**Raw data:**
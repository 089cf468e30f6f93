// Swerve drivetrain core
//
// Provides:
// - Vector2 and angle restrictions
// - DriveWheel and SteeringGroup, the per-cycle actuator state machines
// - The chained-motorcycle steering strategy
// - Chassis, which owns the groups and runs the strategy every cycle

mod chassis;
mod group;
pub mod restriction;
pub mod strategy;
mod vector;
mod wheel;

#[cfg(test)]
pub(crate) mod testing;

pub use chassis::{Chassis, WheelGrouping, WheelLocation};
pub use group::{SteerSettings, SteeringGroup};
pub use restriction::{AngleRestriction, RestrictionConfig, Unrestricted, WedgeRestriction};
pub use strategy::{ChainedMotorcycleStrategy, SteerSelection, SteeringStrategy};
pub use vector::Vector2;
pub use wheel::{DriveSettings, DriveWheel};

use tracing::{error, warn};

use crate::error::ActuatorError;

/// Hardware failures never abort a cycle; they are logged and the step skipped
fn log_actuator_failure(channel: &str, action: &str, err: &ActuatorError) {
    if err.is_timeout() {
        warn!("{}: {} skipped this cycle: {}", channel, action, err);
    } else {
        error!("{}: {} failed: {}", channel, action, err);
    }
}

**What you need to do:**
Look above for the line with "Swerve drivetrain core" and the line with "strategy every cycle". Write out those two lines and all the lines between them, exactly, and no others.

**Task answer:**
// Swerve drivetrain core
//
// Provides:
// - Vector2 and angle restrictions
// - DriveWheel and SteeringGroup, the per-cycle actuator state machines
// - The chained-motorcycle steering strategy
// - Chassis, which owns the groups and runs the strategy every cycle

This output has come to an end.